In recent correspondence with NICE over the ME guideline and how it is categorised (from the previous guideline they said some experts wanted to follow the WHO categorisation and some didn't and then they don't say anything else so I queried their position) - they said:
"I can confirm that the aetiology of CFS/ME was outside the scope of our guideline. This means the evidence on aetiology was not reviewed in detail and ultimately, no recommendations were made by NICE on how CFS/ME should be classified.

The text you have highlighted from the Action for ME resource explains how the World Health Organization (WHO) classifies CFS/ME (i.e. as a neurological illness). Similarly, our guidance (which you’ve quoted) also describes how the World Health Organization classifies CFS/ME. Including the Action for ME resource on our website doesn’t mean that NICE has classified the aetiology of CFS/ME in a particular way. "
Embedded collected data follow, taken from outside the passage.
//! The frontier: candidate peers of a lookup, ordered by distance.

use std::cmp::Ordering;

use crate::common::{Key, Node};

#[derive(Debug, Clone, Copy, PartialEq, Eq)]
/// Lifecycle of a peer within a query.
///
/// Transitions are monotonic: Queued → Waiting → {Queried, Unreachable}.
pub enum PeerStatus {
    /// Known but not contacted yet.
    Queued,
    /// A request to this peer is in flight.
    Waiting,
    /// Responded.
    Queried,
    /// Failed to respond; presumed gone.
    Unreachable,
}

#[derive(Debug, Clone)]
struct PeerEntry<const N: usize> {
    node: Node<N>,
    distance: Key<N>,
    status: PeerStatus,
}

#[derive(Debug, Clone)]
/// Working set of candidate peers for one lookup, kept in ascending
/// XOR distance to the target, ties broken by node name.
///
/// Insertion is idempotent per node: the first occurrence wins and
/// later duplicates are ignored, whatever their status.
pub struct PeerList<const N: usize> {
    target: Key<N>,
    entries: Vec<PeerEntry<N>>,
    queued_count: usize,
}

impl<const N: usize> PeerList<N> {
    pub fn new(target: Key<N>) -> Self {
        PeerList {
            target,
            entries: Vec::new(),
            queued_count: 0,
        }
    }

    // === Getters ===

    pub fn target(&self) -> &Key<N> {
        &self.target
    }

    pub fn len(&self) -> usize {
        self.entries.len()
    }

    pub fn is_empty(&self) -> bool {
        self.entries.is_empty()
    }

    /// Number of entries still in [Queued](PeerStatus::Queued) state.
    pub fn queued_count(&self) -> usize {
        self.queued_count
    }

    pub fn status_of(&self, node: &Node<N>) -> Option<PeerStatus> {
        self.entries
            .iter()
            .find(|entry| entry.node == *node)
            .map(|entry| entry.status)
    }

    /// Iterate over peers and their statuses in frontier order.
    pub fn peers(&self) -> impl Iterator<Item = (&Node<N>, PeerStatus)> {
        self.entries.iter().map(|entry| (&entry.node, entry.status))
    }

    // === Public Methods ===

    /// Insert a peer as [Queued](PeerStatus::Queued), keeping the list
    /// ordered. Returns `false` for duplicates, which are left as-is.
    pub fn add(&mut self, node: Node<N>) -> bool {
        if self.entries.iter().any(|entry| entry.node == node) {
            return false;
        }

        let distance = node.key().xor(&self.target);

        let pos = match self.entries.binary_search_by(|probe| {
            match probe.distance.cmp(&distance) {
                Ordering::Equal => probe.node.name().cmp(node.name()),
                ord => ord,
            }
        }) {
            Ok(pos) | Err(pos) => pos,
        };

        self.entries.insert(
            pos,
            PeerEntry {
                node,
                distance,
                status: PeerStatus::Queued,
            },
        );
        self.queued_count += 1;

        true
    }

    pub fn add_all<I: IntoIterator<Item = Node<N>>>(&mut self, nodes: I) {
        for node in nodes {
            self.add(node);
        }
    }

    /// Remove-and-return the queued peer closest to the target, marking
    /// it [Waiting](PeerStatus::Waiting). `None` if nothing is queued.
    pub fn pop_closest_queued(&mut self) -> Option<Node<N>> {
        let entry = self
            .entries
            .iter_mut()
            .find(|entry| entry.status == PeerStatus::Queued)?;

        entry.status = PeerStatus::Waiting;
        self.queued_count -= 1;

        Some(entry.node.clone())
    }

    /// Transition an existing peer's status. Unknown peers and
    /// non-monotonic transitions are ignored; returns whether the
    /// transition was applied.
    pub fn set_status(&mut self, node: &Node<N>, status: PeerStatus) -> bool {
        let Some(entry) = self.entries.iter_mut().find(|entry| entry.node == *node) else {
            return false;
        };

        let allowed = matches!(
            (entry.status, status),
            (PeerStatus::Queued, PeerStatus::Waiting)
                | (PeerStatus::Waiting, PeerStatus::Queried)
                | (PeerStatus::Waiting, PeerStatus::Unreachable)
        );
        if !allowed {
            return false;
        }

        if entry.status == PeerStatus::Queued {
            self.queued_count -= 1;
        }
        entry.status = status;

        true
    }
}

#[cfg(test)]
mod test {
    use super::*;

    fn node(name: &str, last_byte: u8) -> Node<4> {
        Node::new(name, Key([0, 0, 0, last_byte]))
    }

    #[test]
    fn ordered_by_distance_to_target() {
        let mut list = PeerList::new(Key([0, 0, 0, 0]));

        list.add(node("far", 0x08));
        list.add(node("near", 0x01));
        list.add(node("mid", 0x04));

        let order: Vec<&str> = list.peers().map(|(n, _)| n.name()).collect();
        assert_eq!(order, vec!["near", "mid", "far"]);
    }

    #[test]
    fn equal_distance_ties_break_by_name() {
        let mut list = PeerList::new(Key([0, 0, 0, 0]));

        list.add(node("bravo", 0x01));
        list.add(node("alpha", 0x01));

        let order: Vec<&str> = list.peers().map(|(n, _)| n.name()).collect();
        assert_eq!(order, vec!["alpha", "bravo"]);
    }

    #[test]
    fn duplicates_are_ignored_first_seen_wins() {
        let mut list = PeerList::new(Key([0, 0, 0, 0]));

        assert!(list.add(node("peer", 0x01)));
        let popped = list.pop_closest_queued().unwrap();
        assert_eq!(popped.name(), "peer");

        // Re-adding does not reset the peer to queued.
        assert!(!list.add(node("peer", 0x01)));
        assert_eq!(list.status_of(&popped), Some(PeerStatus::Waiting));
        assert_eq!(list.queued_count(), 0);
        assert_eq!(list.len(), 1);
    }

    #[test]
    fn pop_takes_closest_queued_only() {
        let mut list = PeerList::new(Key([0, 0, 0, 0]));

        list.add(node("near", 0x01));
        list.add(node("far", 0x08));

        assert_eq!(list.pop_closest_queued().unwrap().name(), "near");
        assert_eq!(list.pop_closest_queued().unwrap().name(), "far");
        assert_eq!(list.pop_closest_queued(), None);
        assert_eq!(list.queued_count(), 0);
    }

    #[test]
    fn status_transitions_are_monotonic() {
        let mut list = PeerList::new(Key([0, 0, 0, 0]));
        let peer = node("peer", 0x01);

        list.add(peer.clone());

        // Queued may not jump straight to queried.
        assert!(!list.set_status(&peer, PeerStatus::Queried));

        assert!(list.set_status(&peer, PeerStatus::Waiting));
        assert_eq!(list.queued_count(), 0);

        assert!(list.set_status(&peer, PeerStatus::Queried));

        // Terminal states stay put.
        assert!(!list.set_status(&peer, PeerStatus::Unreachable));
        assert!(!list.set_status(&peer, PeerStatus::Waiting));
        assert_eq!(list.status_of(&peer), Some(PeerStatus::Queried));
    }

    #[test]
    fn set_status_on_unknown_peer_is_ignored() {
        let mut list = PeerList::<4>::new(Key([0, 0, 0, 0]));

        assert!(!list.set_status(&node("ghost", 0x01), PeerStatus::Waiting));
    }
}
So if in the ME/CFS guideline they are refusing to classify the reason for ME then it would follow that they shouldn't assign aetiology to it within another guideline either. I would say it is worth pointing this out to them as their "experts" have already ruled on this and until the next review they should stick to their own statements.
 

Barry53

Senior Member
Messages
2,391
Location
UK
Chronic fatigue syndrome, fibromyalgia and functional neurological disorder

Functional symptoms are complaints that are not primarily explained based on physical or physiological abnormalities. They are likely to have an emotional basis. They may mimic neurological disorders. Diagnosis may depend on exclusion of a medical explanation of the symptoms, and require a high level of clinical expertise and judgement. Functional symptoms can complicate a medically explained illness and cause difficulties in diagnosis and delineation
The institutionalised arrogance is breathtaking. If we cannot explain your symptoms, then it means we know you don't really have anything wrong with you, and you must be imagining it. The possibility that medical science doesn't yet understand your problem is inconceivable. This way we can save money, and not own up to our own ignorance.
 

Barry53

Senior Member
Messages
2,391
Location
UK
Signed. Normally I share on FB, but this time did not, because the title of it is sure to be misunderstood by those not in the know - and the title being what many will not read past. To most people reading that ME is not a functional disorder, I think they will unfortunately read that as meaning it is not a physical disorder, so must be psychological.

Edit: Having down done what I commonly do - reading later posts in a thread first, then going back to the start - I realise that my instinctive interpretation of "functional disorder" is in fact close to definition 1 in @Jonathan Edwards post #5 in this thread. Much more sensible. And does seem to me that the prevailing medical use of "functional disorder" is cock-eyed.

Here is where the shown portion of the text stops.